I've been trying to understand Newton Interpolation and I've found a proof that I am able to wrap my head around: http://www.math.umd.edu/~mariakc/teaching-2/interpolation.pdf , page 3. But there's one thing stated which I am not sure about, namely that
Suppose the polynomials $P[x_0, . . . , x_{n−1}](x)$ and $P[x_1, . . . , x_n](x)$ of the form of Eq. (2) $$ P_n(x) = f[x_0] + f[x_0, x_1](x − x_0) + f[x_0, x_1, x_2](x − x_0)(x − x_1) + . . . + f[x_0, x_1, . . . , x_n](x − x_0)(x − x_1). . .(x − x_{n−1}). $$ interpolate $f$ at the points $x_0, . . . , x_{n−1}$ and $x_1, . . . , x_n$ respectively. They differ by a polynomial of degree $n − 1$ that has zeros at $x_1, ..., x_{n−1}$.

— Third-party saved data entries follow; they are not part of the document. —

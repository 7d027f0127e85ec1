//! Parser for function symbols mangled with the [Itanium C++ ABI][itanium].
//!
//! [itanium]: https://itanium-cxx-abi.github.io/cxx-abi/abi.html#mangling
//!
//! Only the subset of the grammar that describes functions is understood:
//!
//! ```text
//! <mangled-name> ::= _Z [L] <name> [<return-type>] <bare-function-type> [.<clone-suffix>]
//!
//! <name> ::= <nested-name>
//!        ::= <unscoped-name> [<template-args>]
//!        ::= St <unqualified-name> [<template-args>]
//!
//! <nested-name> ::= N [K] [R | O] <prefix> <unqualified-name> E
//!
//! <unqualified-name> ::= <operator-name>
//!                    ::= <ctor-dtor-name>
//!                    ::= <source-name> [B <source-name>]*
//!
//! <type> ::= <builtin-type>
//!        ::= <qualified-type>
//!        ::= <function-type>
//!        ::= <class-enum-type>
//!        ::= <array-type>
//!        ::= <template-param>
//!        ::= <substitution>
//!        ::= P <type> | R <type> | O <type>
//! ```
//!
//! A return type is only encoded for template instances, in which case it's the first
//! type after the name. Variables and special names such as vtables are rejected.

use std::cell::{Cell, RefCell};

use crate::ast::{CallingConv, Extent, OperatorKind, SegmentKind, Symbol, TemplateArg};
use crate::error::{Error, Result};

/// Keeps track of recursion levels and early returns with an error if there
/// is too much recursion.
macro_rules! try_begin_parse {
    ($ctx:expr) => {
        let _auto_check_recursion = $crate::itanium::AutoParseRecursion::new($ctx)?;
    };
}

mod cursor;
mod names;
mod subs;
mod tests;
mod types;

use cursor::Cursor;
use subs::SubstitutionTable;

/// Parse a mangled symbol such as `_ZN3Foo3barEi`.
///
/// Inputs that don't start with `_Z` fail with [`Error::NotMangled`].
pub fn parse(raw: &[u8]) -> Result<Symbol> {
    let mut input = Cursor::new(raw);

    // mach-o symbols carry an extra leading underscore
    if !input.eat_slice(b"_Z") && !input.eat_slice(b"__Z") {
        return Err(Error::NotMangled);
    }

    let ctx = ParseContext::new();
    let mut subs = SubstitutionTable::new();
    let symbol = parse_encoding(&ctx, &mut subs, &mut input)?;

    log::trace!("[itanium::parse] {:?}", subs);
    Ok(symbol)
}

fn parse_encoding(
    ctx: &ParseContext,
    subs: &mut SubstitutionTable,
    input: &mut Cursor,
) -> Result<Symbol> {
    try_begin_parse!(ctx);

    match input.peek() {
        // special names and local entities
        Some(b'T' | b'G' | b'Z') => return Err(Error::Unsupported),
        None => return Err(Error::UnexpectedEnd),
        _ => {}
    }

    // internal linkage
    input.eat(b'L');

    let (path, is_const) = names::parse_name(ctx, subs, input)?;
    let name = path.last().ok_or(Error::UnexpectedText)?;

    ctx.set_template_args(&name.template_args);

    let is_cast = name.operator_kind() == Some(OperatorKind::Cast);
    let mut return_type = None;
    if !name.template_args.is_empty() && !name.is_ctor_or_dtor() && !is_cast {
        return_type = Some(types::parse_type(ctx, subs, input)?);
    }

    let mut arguments = Vec::new();
    while !input.is_empty() {
        // vendor clone suffixes such as `.constprop.0` or `.cold`
        if input.peek() == Some(b'.') {
            break;
        }

        arguments.push(types::parse_type(ctx, subs, input)?);
    }

    if let SegmentKind::Operator(OperatorKind::Cast, Some(ref target)) = name.kind {
        return_type.get_or_insert_with(|| (**target).clone());
    }

    let calling_conv = if is_const || name.is_ctor_or_dtor() {
        CallingConv::Thiscall
    } else {
        CallingConv::Unknown
    };

    Ok(Symbol {
        path,
        arguments,
        return_type,
        is_const,
        calling_conv,
    })
}

#[derive(Debug, Default, Clone, Copy)]
struct ParseContextState {
    // The current recursion level. Should always be less than or equal to the
    // maximum.
    recursion_level: u32,
    // Nodes copied out of the substitution table and template args so far.
    nodes_copied: usize,
}

/// Common context needed when parsing.
#[derive(Debug)]
pub(crate) struct ParseContext {
    // Maximum amount of recursive parsing calls we will allow. If this is too
    // large, we can blow the stack.
    max_recursion: u32,
    // Maximum amount of nodes back references may expand to. Every reference
    // copies its target, so chained references grow exponentially.
    max_nodes: usize,
    // Mutable state within the `ParseContext`.
    state: Cell<ParseContextState>,
    // Template arguments of the function's own name, which `T_` refers to.
    template_args: RefCell<Vec<TemplateArg>>,
}

impl ParseContext {
    pub(crate) fn new() -> ParseContext {
        ParseContext {
            max_recursion: 96,
            max_nodes: 1 << 16,
            state: Cell::new(ParseContextState::default()),
            template_args: RefCell::new(Vec::new()),
        }
    }

    #[inline]
    fn enter_recursion(&self) -> Result<()> {
        let mut state = self.state.get();
        let new_recursion_level = state.recursion_level + 1;

        if new_recursion_level >= self.max_recursion {
            Err(Error::TooMuchRecursion)
        } else {
            state.recursion_level = new_recursion_level;
            self.state.set(state);
            Ok(())
        }
    }

    #[inline]
    fn exit_recursion(&self) {
        let mut state = self.state.get();
        debug_assert!(state.recursion_level >= 1);
        state.recursion_level -= 1;
        self.state.set(state);
    }

    /// Account for a value copied out of the substitution table.
    ///
    /// The copy ends up nested under the current recursion level, so the two together
    /// can't go past the maximum or dropping and emitting the value could blow the stack.
    fn charge(&self, extent: Extent) -> Result<()> {
        let mut state = self.state.get();

        if state.recursion_level.saturating_add(extent.depth) >= self.max_recursion {
            return Err(Error::TooMuchRecursion);
        }

        state.nodes_copied = state.nodes_copied.saturating_add(extent.nodes);
        if state.nodes_copied > self.max_nodes {
            return Err(Error::TooLarge);
        }

        self.state.set(state);
        Ok(())
    }

    fn set_template_args(&self, args: &[TemplateArg]) {
        *self.template_args.borrow_mut() = args.to_vec();
    }

    /// The `idx`'th template argument of the function being parsed.
    fn template_arg(&self, idx: usize) -> Result<TemplateArg> {
        let arg = self
            .template_args
            .borrow()
            .get(idx)
            .cloned()
            .ok_or(Error::BadTemplateArgReference)?;

        if let TemplateArg::Type(ref ty) = arg {
            self.charge(Extent::of_type(ty))?;
        }

        Ok(arg)
    }
}

/// An RAII type to automatically check the recursion level against the
/// maximum. If the maximum has been crossed, return an error. Otherwise,
/// increment the level upon construction, and decrement it upon destruction.
pub(crate) struct AutoParseRecursion<'a>(&'a ParseContext);

impl<'a> AutoParseRecursion<'a> {
    #[inline]
    pub(crate) fn new(ctx: &'a ParseContext) -> Result<AutoParseRecursion<'a>> {
        ctx.enter_recursion()?;
        Ok(AutoParseRecursion(ctx))
    }
}

impl<'a> Drop for AutoParseRecursion<'a> {
    #[inline]
    fn drop(&mut self) {
        self.0.exit_recursion();
    }
}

I understand that there must be $n-1$ zeros / roots. I have written out the difference $$P[x_1, . . . , x_n](x)-P[x_0, . . . , x_{n−1}](x) = $$ $$f[x_1]-f[x_0]+f[x_1,x_2](x-x_1)-f[x_0,x_1](x-x_0)...+...-...+f[x_1, ..., x_{n-1}(x-x_1)...(x-x_{n-1})-f[x_0, ..., x_{n-2}(x-x_0)...(x-x_{n-2})$$
and verified for up to some n. But I would like a general proof, since it's my only missing piece to understand the Newton Interpolation proof in general.
Say the first interpolant is $p$ and the second interpolant is $q$, now $p$ and $q$ have at most degree $n-1$ by definition, so $p-q$ does as well. Additionally, $p$ and $q$ agree at $x_1,x_2,\dots,x_{n-1}$ by hypothesis, so $p-q$ has zeros there. Therefore, without needing to know anything about $f$, you know what $p-q$ is, except for a multiplicative constant, because of the fundamental theorem of algebra. That's really all this step is for.
What's less obvious is why you care about $p-q$ at all. And honestly, this way of setting things up obfuscates that a little bit, I think.
The idea behind this entire setup is, if you have an interpolant $p$ on $x_0,\dots,x_{n-1}$ and an interpolant $q$ on $x_1,\dots,x_n$, you can "glue them together" by looking at $r(x)=p(x)+c(x)(q(x)-p(x))$, provided that $c(x_0)=0$ (so that $r(x_0)=p(x_0)$) and $c(x_n)=1$ (so that $r(x_n)=q(x_n)$). It doesn't matter what $c$ does at the other nodes because $r(x)=p(x)$ at the other nodes automatically. So now you just choose $c(x)=\frac{x-x_0}{x_n-x_0}$ and you're set to go.